The loss would act as if the dataset contains 3×100=300 positive examples.

This is not the case when the default ‘mean’ reduction is used. I found that the positive class weight is applied correctly, but the total loss is only divided by the unadjusted number of samples.

Example:

- Imbalanced Dataset with 10% positives and 90% negatives.
- Batch size 10
- Loss for positive sample is 2.0, loss for negative samples is 0.5

`With a batch size of 10, containing 1 positive and 9 negative examples, the mean loss will amount to (1×2.0 + 9×0.5) / (1 + 9) = 0.65`

`With a batch size of 10, containing 5 positive and 5 negative examples, the mean loss will amount to (5×2.0 + 5×0.5) / (5 + 5) = 1.25`

From the description in the documentation, I would expect the loss to be 1.25 for any distribution of positives and negatives in a batch when pos_weight has been set correctly to num_neg/num_pos = 9. However, the denominator is not being adjusted when the pos_weight is being set, resulting in the following behaviour:

`With a batch size of 10, containing 1 positive and 9 negative samples, the mean loss will amount to (1×9×2.0 + 9×0.5) / (1 + 9) = 2.25`

, which is even higher than the loss would have been if the batch contained only positive samples (=2.0)
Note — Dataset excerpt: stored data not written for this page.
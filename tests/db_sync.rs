//! End-to-end tests against a live PostgreSQL.
//!
//! Gated behind the `db_test` feature; point `PG_VIEWS_TEST_DSN` at a
//! scratch database first:
//!
//! ```sh
//! PG_VIEWS_TEST_DSN='host=localhost user=postgres dbname=pg_views_test' \
//!     cargo test --features db_test
//! ```
#![cfg(feature = "db_test")]

use pg_views::config::DatabaseSettings;
use pg_views::{
    clear_views, refresh_views, sync_views, ConnectionSet, DefaultRouter, IndexSpec, Settings,
    SignalHub, SyncOptions, SyncStatus, ViewDefinition, ViewRegistry, DEFAULT_DB_ALIAS,
};

fn dsn() -> String {
    std::env::var("PG_VIEWS_TEST_DSN").expect("PG_VIEWS_TEST_DSN must point at a scratch database")
}

async fn connections() -> ConnectionSet {
    let mut settings = Settings::default();
    settings.databases.insert(
        DEFAULT_DB_ALIAS.to_string(),
        DatabaseSettings {
            url: dsn(),
            schema: None,
        },
    );
    ConnectionSet::connect(&settings).await.unwrap()
}

async fn execute(connections: &ConnectionSet, sql: &str) {
    connections
        .get(DEFAULT_DB_ALIAS)
        .unwrap()
        .client()
        .batch_execute(sql)
        .await
        .unwrap();
}

async fn count(connections: &ConnectionSet, sql: &str) -> i64 {
    connections
        .get(DEFAULT_DB_ALIAS)
        .unwrap()
        .client()
        .query_one(sql, &[])
        .await
        .unwrap()
        .get(0)
}

#[tokio::test]
async fn sync_creates_then_reports_exists() {
    let mut connections = connections().await;
    execute(
        &connections,
        "DROP TABLE IF EXISTS dbt_model CASCADE; \
         CREATE TABLE dbt_model (id SERIAL PRIMARY KEY, name TEXT);",
    )
    .await;

    let mut registry = ViewRegistry::new();
    registry
        .register(ViewDefinition::plain(
            "dbt.Related",
            "dbt_related",
            "SELECT id AS model_id, id FROM dbt_model",
        ))
        .unwrap();
    registry
        .register(
            ViewDefinition::plain(
                "dbt.Dependant",
                "dbt_dependant",
                "SELECT model_id FROM dbt_related",
            )
            .with_dependencies(&["dbt.Related"]),
        )
        .unwrap();

    let signals = SignalHub::new();
    let options = SyncOptions {
        update: false,
        ..SyncOptions::default()
    };

    let report = sync_views(
        &registry,
        &DefaultRouter,
        &signals,
        &mut connections,
        DEFAULT_DB_ALIAS,
        &options,
    )
    .await
    .unwrap();
    assert_eq!(report.status("dbt.Related"), Some(SyncStatus::Created));
    assert_eq!(report.status("dbt.Dependant"), Some(SyncStatus::Created));

    let views = count(
        &connections,
        "SELECT COUNT(*) FROM pg_views WHERE viewname LIKE 'dbt_%'",
    )
    .await;
    assert_eq!(views, 2);

    // Second pass with update = false leaves matching views alone.
    let report = sync_views(
        &registry,
        &DefaultRouter,
        &signals,
        &mut connections,
        DEFAULT_DB_ALIAS,
        &options,
    )
    .await
    .unwrap();
    assert_eq!(report.status("dbt.Related"), Some(SyncStatus::Exists));
}

#[tokio::test]
async fn force_recreates_conflicting_views_in_dependency_order() {
    let mut connections = connections().await;
    execute(
        &connections,
        "DROP TABLE IF EXISTS dbt_force_model CASCADE; \
         CREATE TABLE dbt_force_model (id SERIAL PRIMARY KEY, name TEXT);",
    )
    .await;
    // Simulate an old state with a different column set.
    execute(
        &connections,
        "CREATE VIEW dbt_force_related AS SELECT id AS model_id, name FROM dbt_force_model; \
         CREATE VIEW dbt_force_dependant AS SELECT name FROM dbt_force_related;",
    )
    .await;

    let mut registry = ViewRegistry::new();
    registry
        .register(ViewDefinition::plain(
            "dbt.ForceRelated",
            "dbt_force_related",
            "SELECT id AS model_id, id FROM dbt_force_model",
        ))
        .unwrap();
    registry
        .register(
            ViewDefinition::plain(
                "dbt.ForceDependant",
                "dbt_force_dependant",
                "SELECT model_id FROM dbt_force_related",
            )
            .with_dependencies(&["dbt.ForceRelated"]),
        )
        .unwrap();

    let signals = SignalHub::new();

    // Without force, the conflicting view is reported, not replaced.
    let report = sync_views(
        &registry,
        &DefaultRouter,
        &signals,
        &mut connections,
        DEFAULT_DB_ALIAS,
        &SyncOptions::default(),
    )
    .await
    .unwrap();
    assert_eq!(
        report.status("dbt.ForceRelated"),
        Some(SyncStatus::ForceRequired)
    );

    let report = sync_views(
        &registry,
        &DefaultRouter,
        &signals,
        &mut connections,
        DEFAULT_DB_ALIAS,
        &SyncOptions {
            force: true,
            ..SyncOptions::default()
        },
    )
    .await
    .unwrap();
    assert_eq!(report.status("dbt.ForceRelated"), Some(SyncStatus::Forced));

    // The old `name` column is gone from both views.
    let client = connections.get(DEFAULT_DB_ALIAS).unwrap().client();
    assert!(client
        .query_one("SELECT name FROM dbt_force_related", &[])
        .await
        .is_err());
}

#[tokio::test]
async fn materialized_views_refresh_and_check_sql_changed() {
    let mut connections = connections().await;
    execute(
        &connections,
        "DROP TABLE IF EXISTS dbt_obs CASCADE; \
         DROP MATERIALIZED VIEW IF EXISTS dbt_obs_monthly CASCADE; \
         CREATE TABLE dbt_obs (id SERIAL PRIMARY KEY, date DATE, temperature INT);",
    )
    .await;

    let mut registry = ViewRegistry::new();
    registry
        .register(
            ViewDefinition::materialized(
                "dbt.Monthly",
                "dbt_obs_monthly",
                "SELECT date_trunc('month', date) AS month, count(*) AS n \
                 FROM dbt_obs GROUP BY 1",
            )
            .with_index(IndexSpec::new("dbt_obs_monthly_month_idx", &["month"])),
        )
        .unwrap();

    let signals = SignalHub::new();
    let options = SyncOptions {
        check_sql_changed: true,
        ..SyncOptions::default()
    };

    let report = sync_views(
        &registry,
        &DefaultRouter,
        &signals,
        &mut connections,
        DEFAULT_DB_ALIAS,
        &options,
    )
    .await
    .unwrap();
    assert_eq!(report.status("dbt.Monthly"), Some(SyncStatus::Created));

    execute(
        &connections,
        "INSERT INTO dbt_obs (date, temperature) VALUES ('2022-01-01', 10), ('2022-01-03', 20);",
    )
    .await;

    // Unchanged SQL: the view (and its stale data) survive the sync.
    let report = sync_views(
        &registry,
        &DefaultRouter,
        &signals,
        &mut connections,
        DEFAULT_DB_ALIAS,
        &options,
    )
    .await
    .unwrap();
    assert_eq!(report.status("dbt.Monthly"), Some(SyncStatus::Exists));
    assert_eq!(count(&connections, "SELECT COUNT(*) FROM dbt_obs_monthly").await, 0);

    let refreshed = refresh_views(
        &registry,
        &DefaultRouter,
        &connections,
        DEFAULT_DB_ALIAS,
        false,
    )
    .await
    .unwrap();
    assert_eq!(refreshed, vec!["dbt.Monthly".to_string()]);
    assert_eq!(count(&connections, "SELECT COUNT(*) FROM dbt_obs_monthly").await, 1);

    // Pretend the database still holds an older definition.
    execute(
        &connections,
        "DROP MATERIALIZED VIEW dbt_obs_monthly CASCADE; \
         CREATE MATERIALIZED VIEW dbt_obs_monthly AS \
         SELECT date_trunc('day', date) AS month, count(*) AS n FROM dbt_obs GROUP BY 1;",
    )
    .await;

    let report = sync_views(
        &registry,
        &DefaultRouter,
        &signals,
        &mut connections,
        DEFAULT_DB_ALIAS,
        &options,
    )
    .await
    .unwrap();
    assert_eq!(report.status("dbt.Monthly"), Some(SyncStatus::Updated));
    // Recreated WITH DATA from the declared monthly rollup.
    assert_eq!(count(&connections, "SELECT COUNT(*) FROM dbt_obs_monthly").await, 1);
}

#[tokio::test]
async fn unchanged_sync_reconciles_indexes() {
    let mut connections = connections().await;
    execute(
        &connections,
        "DROP TABLE IF EXISTS dbt_idx_model CASCADE; \
         DROP MATERIALIZED VIEW IF EXISTS dbt_idx_view CASCADE; \
         CREATE TABLE dbt_idx_model (id SERIAL PRIMARY KEY, name TEXT);",
    )
    .await;

    let mut registry = ViewRegistry::new();
    registry
        .register(
            ViewDefinition::materialized(
                "dbt.Indexed",
                "dbt_idx_view",
                "SELECT id AS model_id, id FROM dbt_idx_model",
            )
            .with_concurrent_index("id")
            .with_index(IndexSpec::new("dbt_idx_view_model_idx", &["model_id"])),
        )
        .unwrap();

    let signals = SignalHub::new();
    let options = SyncOptions {
        check_sql_changed: true,
        ..SyncOptions::default()
    };
    sync_views(
        &registry,
        &DefaultRouter,
        &signals,
        &mut connections,
        DEFAULT_DB_ALIAS,
        &options,
    )
    .await
    .unwrap();

    // Drop the declared index and plant a stray one.
    execute(
        &connections,
        "DROP INDEX dbt_idx_view_model_idx; \
         CREATE INDEX dbt_idx_view_stray_idx ON dbt_idx_view (id);",
    )
    .await;

    let report = sync_views(
        &registry,
        &DefaultRouter,
        &signals,
        &mut connections,
        DEFAULT_DB_ALIAS,
        &options,
    )
    .await
    .unwrap();
    assert_eq!(report.status("dbt.Indexed"), Some(SyncStatus::Exists));

    let indexes: i64 = count(
        &connections,
        "SELECT COUNT(*) FROM pg_indexes \
         WHERE tablename = 'dbt_idx_view' AND schemaname = 'public'",
    )
    .await;
    assert_eq!(indexes, 2);
    let stray: i64 = count(
        &connections,
        "SELECT COUNT(*) FROM pg_indexes WHERE indexname = 'dbt_idx_view_stray_idx'",
    )
    .await;
    assert_eq!(stray, 0);
}

#[tokio::test]
async fn pinned_views_only_sync_on_their_alias() {
    let dsn = dsn();
    let mut settings = Settings::default();
    settings.databases.insert(
        DEFAULT_DB_ALIAS.to_string(),
        DatabaseSettings {
            url: dsn.clone(),
            schema: None,
        },
    );
    settings.databases.insert(
        "weather_db".to_string(),
        DatabaseSettings {
            url: dsn,
            schema: None,
        },
    );
    let mut connections = ConnectionSet::connect(&settings).await.unwrap();

    connections
        .get(DEFAULT_DB_ALIAS)
        .unwrap()
        .client()
        .batch_execute(
            "DROP TABLE IF EXISTS dbt_weather CASCADE; \
             CREATE TABLE dbt_weather (id SERIAL PRIMARY KEY, date DATE);",
        )
        .await
        .unwrap();

    let mut registry = ViewRegistry::new();
    registry
        .register(
            ViewDefinition::materialized(
                "weather.Monthly",
                "dbt_weather_monthly",
                "SELECT date_trunc('month', date) AS month, count(*) AS n \
                 FROM dbt_weather GROUP BY 1",
            )
            .pinned_to("weather_db"),
        )
        .unwrap();
    registry
        .register(ViewDefinition::plain(
            "dbt.Plain",
            "dbt_weather_plain",
            "SELECT id FROM dbt_weather",
        ))
        .unwrap();

    let signals = SignalHub::new();

    let report = sync_views(
        &registry,
        &DefaultRouter,
        &signals,
        &mut connections,
        DEFAULT_DB_ALIAS,
        &SyncOptions::default(),
    )
    .await
    .unwrap();
    assert!(report.status("weather.Monthly").is_none());
    assert!(report.skipped.contains(&"weather.Monthly".to_string()));
    assert_eq!(report.status("dbt.Plain"), Some(SyncStatus::Created));

    let report = sync_views(
        &registry,
        &DefaultRouter,
        &signals,
        &mut connections,
        "weather_db",
        &SyncOptions::default(),
    )
    .await
    .unwrap();
    assert!(report.status("weather.Monthly").is_some());
    assert!(report.status("dbt.Plain").is_none());

    // Refresh on the default alias ignores the pinned view.
    let refreshed = refresh_views(
        &registry,
        &DefaultRouter,
        &connections,
        DEFAULT_DB_ALIAS,
        false,
    )
    .await
    .unwrap();
    assert!(refreshed.is_empty());

    let refreshed = refresh_views(&registry, &DefaultRouter, &connections, "weather_db", false)
        .await
        .unwrap();
    assert_eq!(refreshed, vec!["weather.Monthly".to_string()]);
}

#[tokio::test]
async fn clear_drops_routed_views() {
    let mut connections = connections().await;
    execute(
        &connections,
        "DROP TABLE IF EXISTS dbt_clear_model CASCADE; \
         CREATE TABLE dbt_clear_model (id SERIAL PRIMARY KEY);",
    )
    .await;

    let mut registry = ViewRegistry::new();
    registry
        .register(ViewDefinition::plain(
            "dbt.ClearMe",
            "dbt_clear_view",
            "SELECT id FROM dbt_clear_model",
        ))
        .unwrap();

    let signals = SignalHub::new();
    sync_views(
        &registry,
        &DefaultRouter,
        &signals,
        &mut connections,
        DEFAULT_DB_ALIAS,
        &SyncOptions::default(),
    )
    .await
    .unwrap();

    let dropped = clear_views(&registry, &DefaultRouter, &connections, DEFAULT_DB_ALIAS)
        .await
        .unwrap();
    assert_eq!(dropped, vec!["dbt.ClearMe".to_string()]);

    let remaining = count(
        &connections,
        "SELECT COUNT(*) FROM pg_views WHERE viewname = 'dbt_clear_view'",
    )
    .await;
    assert_eq!(remaining, 0);
}

#[tokio::test]
async fn pinned_schema_hosts_unqualified_views() {
    let dsn = dsn();
    // Schema must exist before search_path is applied on connect.
    {
        let connections = connections().await;
        execute(&connections, "CREATE SCHEMA IF NOT EXISTS dbt_other;").await;
    }

    let mut settings = Settings::default();
    settings.databases.insert(
        DEFAULT_DB_ALIAS.to_string(),
        DatabaseSettings {
            url: dsn,
            schema: Some("dbt_other".to_string()),
        },
    );
    let mut connections = ConnectionSet::connect(&settings).await.unwrap();
    execute(
        &connections,
        "DROP TABLE IF EXISTS dbt_schema_model CASCADE; \
         CREATE TABLE dbt_schema_model (id SERIAL PRIMARY KEY, date DATE);",
    )
    .await;

    let mut registry = ViewRegistry::new();
    registry
        .register(ViewDefinition::plain(
            "dbt.SchemaView",
            "dbt_schema_view",
            "SELECT id FROM dbt_schema_model",
        ))
        .unwrap();

    let signals = SignalHub::new();
    sync_views(
        &registry,
        &DefaultRouter,
        &signals,
        &mut connections,
        DEFAULT_DB_ALIAS,
        &SyncOptions::default(),
    )
    .await
    .unwrap();

    let schema: String = connections
        .get(DEFAULT_DB_ALIAS)
        .unwrap()
        .client()
        .query_one(
            "SELECT schemaname::text FROM pg_views WHERE viewname = 'dbt_schema_view'",
            &[],
        )
        .await
        .unwrap()
        .get(0);
    assert_eq!(schema, "dbt_other");
}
To get the loss to behave as expected, I had to use ‘sum’ reduction instead of ‘mean’ and manually divide the loss sum by the adjusted sample number (pos_weight × num_pos_samples + num_neg_samples):

`With a batch size of 10, containing 1 positive and 9 negative samples, the mean loss will amount to (1×9×2.0 + 9×0.5) / (1×9 + 9) = 1.25`

Is this intended behavior? If it is, should the documentation be updated for clarification?